> Your task
Repeat exactly, and only, the lines of the entries below from the one with "and that every" through the one with "for (i, (def, ptr))", both ends included.

Stored data entries
====================

#[derive(Debug, Clone, Copy, PartialEq, Eq)]
pub struct RraDef {
    pub cf: FixedStr<NAME_LEN>,
    pub row_cnt: u64,
    pub pdp_cnt: u64,
    pub par: [Unival; PAR_SLOTS],
}

impl RraDef {
    /// An archive definition keeping `row_cnt` rows, each consolidating
    /// `pdp_cnt` primary data points.
    pub fn new(cf: &str, row_cnt: u64, pdp_cnt: u64, xff: f64) -> Option<Self> {
        let mut par = [Unival::ZERO; PAR_SLOTS];
        par[RRA_CDP_XFF_VAL] = Unival::from_value(xff);
        Some(Self {
            cf: FixedStr::new(cf)?,
            row_cnt,
            pdp_cnt,
            par,
        })
    }
}

#[derive(Debug, Clone, Copy, PartialEq, Eq, Default)]
pub struct LiveHead {
    pub last_up: i64,
    pub last_up_usec: i64,
}

#[derive(Debug, Clone, Copy, PartialEq, Eq)]
pub struct PdpPrep {
    pub last_ds: FixedStr<LAST_DS_LEN>,
    pub scratch: [Unival; PAR_SLOTS],
}

impl PdpPrep {
    /// Fresh state: last value unknown, zero running value, and
    /// `unknown_secs` of unknown time already accumulated.
    pub fn unknown(unknown_secs: u64) -> Self {
        let mut scratch = [Unival::ZERO; PAR_SLOTS];
        scratch[PDP_UNKN_SEC_CNT] = Unival::from_count(unknown_secs);
        scratch[PDP_VAL] = Unival::from_value(0.0);
        let mut last_ds = FixedStr::default();
        last_ds.0[..UNKNOWN_LAST_DS.len()].copy_from_slice(UNKNOWN_LAST_DS.as_bytes());
        Self { last_ds, scratch }
    }
}

#[derive(Debug, Clone, Copy, PartialEq, Eq)]
pub struct CdpPrep {
    pub scratch: [Unival; PAR_SLOTS],
}

impl CdpPrep {
    pub const EMPTY: Self = Self {
        scratch: [Unival::ZERO; PAR_SLOTS],
    };
}

#[derive(Debug, Clone, Copy, PartialEq, Eq, Default)]
pub struct RraPtr {
    pub cur_row: u64,
}

/// Everything in the file ahead of the row storage.
#[derive(Debug, Clone, PartialEq, Eq)]
pub struct RrdSchema {
    pub head: StatHead,
    pub live: LiveHead,
    pub ds_defs: Vec<DsDef>,
    pub pdp_prep: Vec<PdpPrep>,
    pub rra_defs: Vec<RraDef>,
    pub rra_ptrs: Vec<RraPtr>,
    /// `rra_defs.len() * ds_defs.len()` records, archive-major.
    pub cdp_prep: Vec<CdpPrep>,
}

impl RrdSchema {
    pub fn ds_cnt(&self) -> usize {
        self.ds_defs.len()
    }

    pub fn rra_cnt(&self) -> usize {
        self.rra_defs.len()
    }

    pub fn column_names(&self) -> Vec<String> {
        self.ds_defs
            .iter()
            .map(|ds| ds.name.as_str().into_owned())
            .collect()
    }

    /// Consolidation records of one archive, in column order.
    pub fn cdp_block(&self, archive: usize) -> &[CdpPrep] {
        let ds = self.ds_cnt();
        &self.cdp_prep[archive * ds..(archive + 1) * ds]
    }

    pub fn rows(&self, archive: usize) -> Result<usize> {
        usize::try_from(self.rra_defs[archive].row_cnt).map_err(|_| {
            ModifyError::InvalidFormat(format!("archive {archive} row count does not fit in memory"))
        })
    }

    /// Bytes of row storage the archives declare, all archives together.
    pub fn row_storage_len(&self) -> Result<usize> {
        let too_large = || ModifyError::InvalidFormat("row storage size overflows".to_string());
        (0..self.rra_cnt()).try_fold(0usize, |total, archive| {
            let block = RowMatrix::byte_len(self.rows(archive)?, self.ds_cnt()).ok_or_else(too_large)?;
            total.checked_add(block).ok_or_else(too_large)
        })
    }

    /// Decodes the schema at the start of `bytes` and returns it with the
    /// row storage that follows. Fails with `ShortRead` when the declared
    /// archives need more bytes than are present, before any row buffer is
    /// allocated.
    pub fn from_bytes(bytes: &[u8]) -> Result<(Self, &[u8])> {
        let mut rest = bytes;
        let schema = Self::read_from(&mut rest)?;
        let needed = schema.row_storage_len()?;
        if rest.len() < needed {
            return Err(ModifyError::short_read("row storage", needed, rest.len()));
        }
        Ok((schema, rest))
    }

    /// Checks that every list length agrees with the counts and that every
    /// write cursor points inside its archive.
    pub fn validate(&self) -> Result<()> {
        if self.head.pdp_step == 0 {
            return Err(ModifyError::InvalidFormat("step is zero".to_string()));
        }
        let ds = self.ds_cnt();
        let rra = self.rra_cnt();
        if self.pdp_prep.len() != ds {
            return Err(ModifyError::InvalidFormat(format!(
                "{} accumulation records for {ds} columns",
                self.pdp_prep.len()
            )));
        }
        if self.rra_ptrs.len() != rra {
            return Err(ModifyError::InvalidFormat(format!(
                "{} write cursors for {rra} archives",
                self.rra_ptrs.len()
            )));
        }
        if Some(self.cdp_prep.len()) != rra.checked_mul(ds) {
            return Err(ModifyError::InvalidFormat(format!(
                "{} consolidation records for {rra} archives x {ds} columns",
                self.cdp_prep.len()
            )));
        }
        for (i, (def, ptr)) in self.rra_defs.iter().zip(&self.rra_ptrs).enumerate() {
            if def.row_cnt == 0 {
                return Err(ModifyError::InvalidFormat(format!("archive {i} has no rows")));
            }
            if ptr.cur_row >= def.row_cnt {
                return Err(ModifyError::InvalidFormat(format!(
                    "archive {i} cursor {} outside {} rows",
                    ptr.cur_row, def.row_cnt
                )));
            }
        }
        Ok(())
    }

    /// Reads and validates everything up to the first archive's rows.
    /// The version is checked before anything past the header is read.
    pub fn read_from<R: Read + ?Sized>(reader: &mut R) -> Result<Self> {
        let raw: [u8; STAT_HEAD_LEN] = read_record(reader, "header")?;
        let mut f = Fields::new(&raw);
        let cookie: [u8; 4] = f.take();
        if &cookie != COOKIE {
            return Err(ModifyError::InvalidFormat("not a round-robin database file".to_string()));
        }
        let version: FixedStr<5> = FixedStr(f.take());
        if version.as_str() != SUPPORTED_VERSION {
            return Err(ModifyError::UnsupportedVersion {
                found: version.as_str().into_owned(),
                supported: SUPPORTED_VERSION,
            });
        }
        f.skip(7);
        if f.f64() != FLOAT_COOKIE {
            return Err(ModifyError::InvalidFormat(
                "float cookie mismatch, file written on an incompatible platform".to_string(),
            ));
        }
        let ds_cnt = to_count(f.u64(), "column count")?;
        let rra_cnt = to_count(f.u64(), "archive count")?;
        let head = StatHead {
            pdp_step: f.u64(),
            par: f.univals(),
        };
        let cdp_cnt = rra_cnt
            .checked_mul(ds_cnt)
            .ok_or_else(|| ModifyError::InvalidFormat("record counts overflow".to_string()))?;

        let ds_defs = read_list(reader, ds_cnt, "column definitions", decode_ds_def)?;
        let rra_defs = read_list(reader, rra_cnt, "archive definitions", decode_rra_def)?;
        let live = decode_live_head(&read_record(reader, "live header")?);
        let pdp_prep = read_list(reader, ds_cnt, "accumulation states", decode_pdp_prep)?;
        let cdp_prep = read_list(reader, cdp_cnt, "consolidation states", decode_cdp_prep)?;
        let rra_ptrs = read_list(reader, rra_cnt, "write cursors", decode_rra_ptr)?;

        let schema = Self {
            head,
            live,
            ds_defs,
            pdp_prep,
            rra_defs,
            rra_ptrs,
            cdp_prep,
        };
        schema.validate()?;
        Ok(schema)
    }

    pub fn write_to<W: Write + ?Sized>(&self, out: &mut W) -> io::Result<()> {
        let mut buf = Vec::with_capacity(
            STAT_HEAD_LEN
                + self.ds_cnt() * (DS_DEF_LEN + PDP_PREP_LEN)
                + self.rra_cnt() * (RRA_DEF_LEN + RRA_PTR_LEN)
                + self.cdp_prep.len() * CDP_PREP_LEN
                + LIVE_HEAD_LEN,
        );
        buf.extend_from_slice(COOKIE);
        buf.extend_from_slice(SUPPORTED_VERSION.as_bytes());
        buf.push(0);
        buf.extend_from_slice(&[0u8; 7]);
        buf.extend_from_slice(&FLOAT_COOKIE.to_le_bytes());
        buf.extend_from_slice(&(self.ds_cnt() as u64).to_le_bytes());
        buf.extend_from_slice(&(self.rra_cnt() as u64).to_le_bytes());
        buf.extend_from_slice(&self.head.pdp_step.to_le_bytes());
        put_univals(&mut buf, &self.head.par);

        for ds in &self.ds_defs {
            buf.extend_from_slice(&ds.name.0);
            buf.extend_from_slice(&ds.dst.0);
            put_univals(&mut buf, &ds.par);
        }
        for rra in &self.rra_defs {
            buf.extend_from_slice(&rra.cf.0);
            buf.extend_from_slice(&[0u8; 4]);
            buf.extend_from_slice(&rra.row_cnt.to_le_bytes());
            buf.extend_from_slice(&rra.pdp_cnt.to_le_bytes());
            put_univals(&mut buf, &rra.par);
        }
        buf.extend_from_slice(&self.live.last_up.to_le_bytes());
        buf.extend_from_slice(&self.live.last_up_usec.to_le_bytes());
        for pdp in &self.pdp_prep {
            buf.extend_from_slice(&pdp.last_ds.0);
            buf.extend_from_slice(&[0u8; 2]);
            put_univals(&mut buf, &pdp.scratch);
        }
        for cdp in &self.cdp_prep {
            put_univals(&mut buf, &cdp.scratch);
        }
        for ptr in &self.rra_ptrs {
            buf.extend_from_slice(&ptr.cur_row.to_le_bytes());
        }
        out.write_all(&buf)
    }
}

====================

> Response area
    /// Checks that every list length agrees with the counts and that every
    /// write cursor points inside its archive.
    pub fn validate(&self) -> Result<()> {
        if self.head.pdp_step == 0 {
            return Err(ModifyError::InvalidFormat("step is zero".to_string()));
        }
        let ds = self.ds_cnt();
        let rra = self.rra_cnt();
        if self.pdp_prep.len() != ds {
            return Err(ModifyError::InvalidFormat(format!(
                "{} accumulation records for {ds} columns",
                self.pdp_prep.len()
            )));
        }
        if self.rra_ptrs.len() != rra {
            return Err(ModifyError::InvalidFormat(format!(
                "{} write cursors for {rra} archives",
                self.rra_ptrs.len()
            )));
        }
        if Some(self.cdp_prep.len()) != rra.checked_mul(ds) {
            return Err(ModifyError::InvalidFormat(format!(
                "{} consolidation records for {rra} archives x {ds} columns",
                self.cdp_prep.len()
            )));
        }
        for (i, (def, ptr)) in self.rra_defs.iter().zip(&self.rra_ptrs).enumerate() {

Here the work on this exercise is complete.